Currently, ablation works for about 50-70% of people. Through a trial ending later this year, the researchers are studying if using these personalized plans could improve success rates and reduce complications.
“There’s a saying that goes, ‘all models are wrong, but some are useful,’” said Roozbeh Jafari, Ph.D., a principal staff member at MIT Lincoln Laboratory and an adjunct professor at Texas A&M University. He explained the goal is to find models that work so physicians and patients can take action. “That’s the whole key,” he said. “If it’s not actionable there is nothing we can do about it. I can’t take your model and apply it to my body and vice versa.”
Jafari notes that by finding the right models, virtual twins could potentially serve as a randomized trial for each person.
Other researchers are studying how these concepts — using digital scans of a patient’s heart, cardiopulmonary system, or coronary arteries — could help doctors practice surgeries in advance and predict if and when they may need certain procedures.
Identify the right treatments for patients
In addition to using a person’s virtual organs to inform decisions about treatment, researchers are discussing ways digital twins could participate in studies.
Nidhi Gera, Ph.D., a health sciences administrator at NHLBI, likes this concept because it could accelerate different phases of research. “We can predict, ‘How will this person respond to treatment?
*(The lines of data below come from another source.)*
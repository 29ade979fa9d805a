//! Crag Glider - an endless side-scrolling glider game
//!
//! Core modules:
//! - `sim`: Deterministic simulation (bodies, obstacles, collisions, game flow)
//! - `present`: Interfaces to the rendering/audio/asset collaborators
//! - `tuning`: Data-driven game balance
//! - `settings`: Host configuration for the native runner

pub mod error;
pub mod present;
pub mod settings;
pub mod sim;
pub mod tuning;

pub use error::{AssetError, ConfigError};
pub use settings::Settings;
pub use tuning::Tuning;

use glam::Vec2;

/// Game configuration constants (defaults for [`Tuning`])
pub mod consts {
    /// Default screen size in points
    pub const SCREEN_WIDTH: f32 = 1024.0;
    pub const SCREEN_HEIGHT: f32 = 768.0;

    /// World gravity (m/s², y-up)
    pub const GRAVITY: f32 = -5.0;
    /// Conversion from physics meters to screen points
    pub const POINTS_PER_METER: f32 = 150.0;

    /// Upward impulse applied on every tap (N·s)
    pub const FLAP_IMPULSE: f32 = 20.0;
    /// Player mass (kg) - 20 N·s / 7.5 kg * 150 = 400 points/s per flap
    pub const PLAYER_MASS: f32 = 7.5;
    /// Mass of everything else (only matters for dynamic bodies)
    pub const DEFAULT_MASS: f32 = 1.0;

    /// Visual tilt per point/s of vertical speed
    pub const ROTATION_FACTOR: f32 = 0.001;
    /// Tilt clamp (radians)
    pub const MAX_ROTATION: f32 = 0.5;
    /// Time for the eased tilt to reach its target
    pub const ROTATION_EASE_SECS: f32 = 0.1;

    /// Logo fade-out, then the pause before the player goes live
    pub const LOGO_FADE_SECS: f32 = 0.5;
    pub const LOGO_WAIT_SECS: f32 = 0.5;

    /// Time between obstacle spawns
    pub const SPAWN_INTERVAL_SECS: f32 = 3.0;
    /// Time for an obstacle to cross the whole traversal distance
    pub const OBSTACLE_TRAVERSE_SECS: f32 = 6.2;
    /// Half of the vertical gap between the rocks
    pub const ROCK_DISTANCE: f32 = 70.0;
    /// Lowest random gap offset
    pub const GAP_MIN_Y: f32 = -50.0;
    /// Highest random gap offset as a fraction of screen height
    pub const GAP_MAX_FRACTION: f32 = 1.0 / 3.0;
    /// Width of the invisible scoring trigger
    pub const TRIGGER_WIDTH: f32 = 32.0;

    /// Time for a ground tile to scroll one tile width
    pub const GROUND_SCROLL_SECS: f32 = 5.0;

    /// Largest frame delta the simulation will accept in one update
    pub const MAX_FRAME_DT: f32 = 0.25;

    /// Asset names the core asks the presenter for
    pub const PLAYER_ASSET: &str = "player-1";
    pub const ROCK_ASSET: &str = "rock";
    pub const GROUND_ASSET: &str = "ground";
}

/// Collision categories (bit flags)
pub mod category {
    pub const NONE: u32 = 0;
    pub const ALL: u32 = u32::MAX;
    pub const PLAYER: u32 = 1 << 0;
    pub const GROUND: u32 = 1 << 1;
    pub const OBSTACLE: u32 = 1 << 2;
    pub const TRIGGER: u32 = 1 << 3;
}

/// Linear interpolation toward a target, clamped so it never overshoots
#[inline]
pub fn approach(current: f32, target: f32, t: f32) -> f32 {
    current + (target - current) * t.clamp(0.0, 1.0)
}

/// 2D cross product (z component of the 3D cross)
#[inline]
pub fn cross(a: Vec2, b: Vec2) -> f32 {
    a.x * b.y - a.y * b.x
}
What should be the drug dose?’” she explained. “How can we bring this information together to do clinical trials quickly and effectively?”
The benefits of virtual trials could be vast, added Ehsan Abadi, Ph.D., an associate professor in radiology at Duke University. In addition to possibly saving years and billions of dollars by expediting research, they could reduce patient exposure to extra tests and imaging, including higher doses of radiation. They could also help identify therapies worth studying in real-world clinical trials, which may mean patients get access to new treatments sooner. This applies to chronic conditions like heart and lung disease, as well as understudied and rare conditions.
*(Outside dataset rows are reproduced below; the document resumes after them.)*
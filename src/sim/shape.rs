//! Collision shapes and shape-vs-shape overlap
//!
//! Shapes are defined in body-local space, centered on the body position,
//! y-up. Three kinds exist:
//! - `Rect`: axis-aligned box (trigger volumes, ground)
//! - `Polygon`: convex outline (rocks)
//! - `Mask`: pixel-accurate solidity mask derived from a texture (player)
//!
//! Collision shapes never rotate; the player's tilt is visual only.

use std::sync::Arc;

use glam::Vec2;

use crate::cross;

/// A convex polygon with counter-clockwise vertices
#[derive(Debug, Clone, PartialEq)]
pub struct ConvexPolygon {
    vertices: Vec<Vec2>,
}

impl ConvexPolygon {
    /// Build from vertices in either winding. Returns `None` if the outline
    /// is degenerate or not convex.
    pub fn new(mut vertices: Vec<Vec2>) -> Option<Self> {
        if vertices.len() < 3 {
            return None;
        }

        let area = signed_area(&vertices);
        if area.abs() < f32::EPSILON {
            return None;
        }
        if area < 0.0 {
            vertices.reverse();
        }

        let n = vertices.len();
        for i in 0..n {
            let a = vertices[i];
            let b = vertices[(i + 1) % n];
            let c = vertices[(i + 2) % n];
            if cross(b - a, c - b) < 0.0 {
                return None;
            }
        }

        Some(Self { vertices })
    }

    pub fn vertices(&self) -> &[Vec2] {
        &self.vertices
    }

    /// Point containment (boundary counts as inside)
    pub fn contains(&self, p: Vec2) -> bool {
        self.edges().all(|(a, b)| cross(b - a, p - a) >= 0.0)
    }

    fn edges(&self) -> impl Iterator<Item = (Vec2, Vec2)> + '_ {
        let n = self.vertices.len();
        (0..n).map(move |i| (self.vertices[i], self.vertices[(i + 1) % n]))
    }

    fn half_extents(&self) -> Vec2 {
        self.vertices
            .iter()
            .fold(Vec2::ZERO, |acc, v| acc.max(v.abs()))
    }

    fn flipped_vertically(&self) -> Self {
        // Mirroring reverses winding; reverse again to stay CCW
        let mut vertices: Vec<Vec2> = self.vertices.iter().map(|v| Vec2::new(v.x, -v.y)).collect();
        vertices.reverse();
        Self { vertices }
    }

    fn translated(&self, offset: Vec2) -> Vec<Vec2> {
        self.vertices.iter().map(|v| *v + offset).collect()
    }
}

fn signed_area(vertices: &[Vec2]) -> f32 {
    let n = vertices.len();
    (0..n)
        .map(|i| cross(vertices[i], vertices[(i + 1) % n]))
        .sum::<f32>()
        * 0.5
}

/// Pixel solidity mask, one point per pixel, rows stored bottom-up
#[derive(Debug, Clone, PartialEq)]
pub struct PixelMask {
    width: u32,
    height: u32,
    solid: Vec<bool>,
}

impl PixelMask {
    /// Build from a predicate over (column, row), row 0 at the bottom
    pub fn from_fn(width: u32, height: u32, mut f: impl FnMut(u32, u32) -> bool) -> Self {
        let mut solid = Vec::with_capacity((width * height) as usize);
        for y in 0..height {
            for x in 0..width {
                solid.push(f(x, y));
            }
        }
        Self {
            width,
            height,
            solid,
        }
    }

    pub fn width(&self) -> u32 {
        self.width
    }

    pub fn height(&self) -> u32 {
        self.height
    }

    /// Number of solid pixels
    pub fn solid_count(&self) -> usize {
        self.solid.iter().filter(|&&s| s).count()
    }

    pub fn is_solid(&self, x: u32, y: u32) -> bool {
        x < self.width && y < self.height && self.solid[(y * self.width + x) as usize]
    }

    fn half_extents(&self) -> Vec2 {
        Vec2::new(self.width as f32, self.height as f32) * 0.5
    }

    /// Solidity at a body-local point
    pub fn contains(&self, p: Vec2) -> bool {
        let local = p + self.half_extents();
        if local.x < 0.0 || local.y < 0.0 {
            return false;
        }
        self.is_solid(local.x as u32, local.y as u32)
    }

    /// Local center of pixel (x, y)
    fn pixel_center(&self, x: u32, y: u32) -> Vec2 {
        Vec2::new(x as f32 + 0.5, y as f32 + 0.5) - self.half_extents()
    }

    fn flipped_vertically(&self) -> Self {
        Self::from_fn(self.width, self.height, |x, y| {
            self.is_solid(x, self.height - 1 - y)
        })
    }
}

/// A body's collision shape
#[derive(Debug, Clone, PartialEq)]
pub enum Shape {
    Rect { half_extents: Vec2 },
    Polygon(ConvexPolygon),
    Mask(Arc<PixelMask>),
}

impl Shape {
    pub fn rect(width: f32, height: f32) -> Self {
        Shape::Rect {
            half_extents: Vec2::new(width, height) * 0.5,
        }
    }

    /// Half size of the local bounding box
    pub fn half_extents(&self) -> Vec2 {
        match self {
            Shape::Rect { half_extents } => *half_extents,
            Shape::Polygon(poly) => poly.half_extents(),
            Shape::Mask(mask) => mask.half_extents(),
        }
    }

    /// Full bounding box size
    pub fn size(&self) -> Vec2 {
        self.half_extents() * 2.0
    }

    /// Whether a body-local point is inside the shape
    pub fn contains_local(&self, p: Vec2) -> bool {
        match self {
            Shape::Rect { half_extents } => {
                p.x.abs() <= half_extents.x && p.y.abs() <= half_extents.y
            }
            Shape::Polygon(poly) => poly.contains(p),
            Shape::Mask(mask) => mask.contains(p),
        }
    }

    /// Upside-down copy (used for the hanging rock)
    pub fn flipped_vertically(&self) -> Self {
        match self {
            Shape::Rect { .. } => self.clone(),
            Shape::Polygon(poly) => Shape::Polygon(poly.flipped_vertically()),
            Shape::Mask(mask) => Shape::Mask(Arc::new(mask.flipped_vertically())),
        }
    }

    fn world_polygon(&self, pos: Vec2) -> Option<Vec<Vec2>> {
        match self {
            Shape::Rect { half_extents } => {
                let h = *half_extents;
                Some(vec![
                    pos + Vec2::new(-h.x, -h.y),
                    pos + Vec2::new(h.x, -h.y),
                    pos + Vec2::new(h.x, h.y),
                    pos + Vec2::new(-h.x, h.y),
                ])
            }
            Shape::Polygon(poly) => Some(poly.translated(pos)),
            Shape::Mask(_) => None,
        }
    }
}

/// World-space axis-aligned bounding box
#[derive(Debug, Clone, Copy, PartialEq)]
pub struct Aabb {
    pub min: Vec2,
    pub max: Vec2,
}

impl Aabb {
    pub fn of(shape: &Shape, pos: Vec2) -> Self {
        let h = shape.half_extents();
        Self {
            min: pos - h,
            max: pos + h,
        }
    }

    /// Strict overlap: touching edges do not count
    pub fn overlaps(&self, other: &Aabb) -> bool {
        self.min.x < other.max.x
            && other.min.x < self.max.x
            && self.min.y < other.max.y
            && other.min.y < self.max.y
    }

    fn intersection(&self, other: &Aabb) -> Aabb {
        Aabb {
            min: self.min.max(other.min),
            max: self.max.min(other.max),
        }
    }
}

/// Test two placed shapes for overlap
pub fn shapes_overlap(a: &Shape, pos_a: Vec2, b: &Shape, pos_b: Vec2) -> bool {
    let box_a = Aabb::of(a, pos_a);
    let box_b = Aabb::of(b, pos_b);
    if !box_a.overlaps(&box_b) {
        return false;
    }

    match (a, b) {
        (Shape::Rect { .. }, Shape::Rect { .. }) => true,
        (Shape::Mask(mask), _) => mask_overlaps(mask, pos_a, b, pos_b, &box_a.intersection(&box_b)),
        (_, Shape::Mask(mask)) => mask_overlaps(mask, pos_b, a, pos_a, &box_a.intersection(&box_b)),
        _ => match (a.world_polygon(pos_a), b.world_polygon(pos_b)) {
            (Some(pa), Some(pb)) => polygons_overlap(&pa, &pb),
            _ => false,
        },
    }
}

/// Any solid mask pixel inside `region` whose center lies in `other`
fn mask_overlaps(
    mask: &PixelMask,
    pos: Vec2,
    other: &Shape,
    other_pos: Vec2,
    region: &Aabb,
) -> bool {
    let origin = pos - mask.half_extents();
    let lo = (region.min - origin).max(Vec2::ZERO).floor();
    let hi = (region.max - origin)
        .min(Vec2::new(mask.width as f32, mask.height as f32))
        .ceil();

    for y in lo.y as u32..hi.y as u32 {
        for x in lo.x as u32..hi.x as u32 {
            if !mask.is_solid(x, y) {
                continue;
            }
            let world = pos + mask.pixel_center(x, y);
            if other.contains_local(world - other_pos) {
                return true;
            }
        }
    }
    false
}

/// Separating axis test for two convex CCW polygons
fn polygons_overlap(a: &[Vec2], b: &[Vec2]) -> bool {
    !has_separating_axis(a, b) && !has_separating_axis(b, a)
}

fn has_separating_axis(poly: &[Vec2], other: &[Vec2]) -> bool {
    let n = poly.len();
    (0..n).any(|i| {
        let edge = poly[(i + 1) % n] - poly[i];
        let axis = Vec2::new(edge.y, -edge.x);
        let (min_a, max_a) = project(poly, axis);
        let (min_b, max_b) = project(other, axis);
        max_a <= min_b || max_b <= min_a
    })
}

fn project(poly: &[Vec2], axis: Vec2) -> (f32, f32) {
    poly.iter().fold((f32::MAX, f32::MIN), |(lo, hi), v| {
        let d = v.dot(axis);
        (lo.min(d), hi.max(d))
    })
}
Abadi added that virtual trials could also help diversify research. People who don’t have time to enroll in studies or who don’t live near trial sites could lend their virtual selves to research — and still contribute to and benefit from the findings.
Personalize prevention
As researchers create the groundwork for building digital twins, they are also investigating other ways to support earlier risk predictions.
At Stanford University, researchers are studying how medical images of the chest and abdomen could complement information in electronic health records to enhance risk predictions for cardiovascular disease. This includes studying how early signs of calcium deposits in coronary arteries and the aorta, excess fat in the liver, and reduced bone mineral density may improve predictions.
“It’s taking very high-dimensional data, but making it useful,” said Akshay Chaudhari, Ph.D., an assistant professor of radiology and biomedical data science at Stanford University. Building a digital twin follows the same premise, he explained. “From a holistic perspective, can we simulate potential interventions, such as weight loss or starting a new treatment, to understand what will be best for a patient at a given time?”
Chaudhari and the researchers note that while digital twin technology is in its infancy, the concepts studied are designed to help patients and physicians work together to personalize care and improve health outcomes.
“The concept of personalized or precision medicine has been around for a long time,” said Clancy. “Now it feels as though we are on the horizon to realize it. To do it in a way that we haven’t done before.”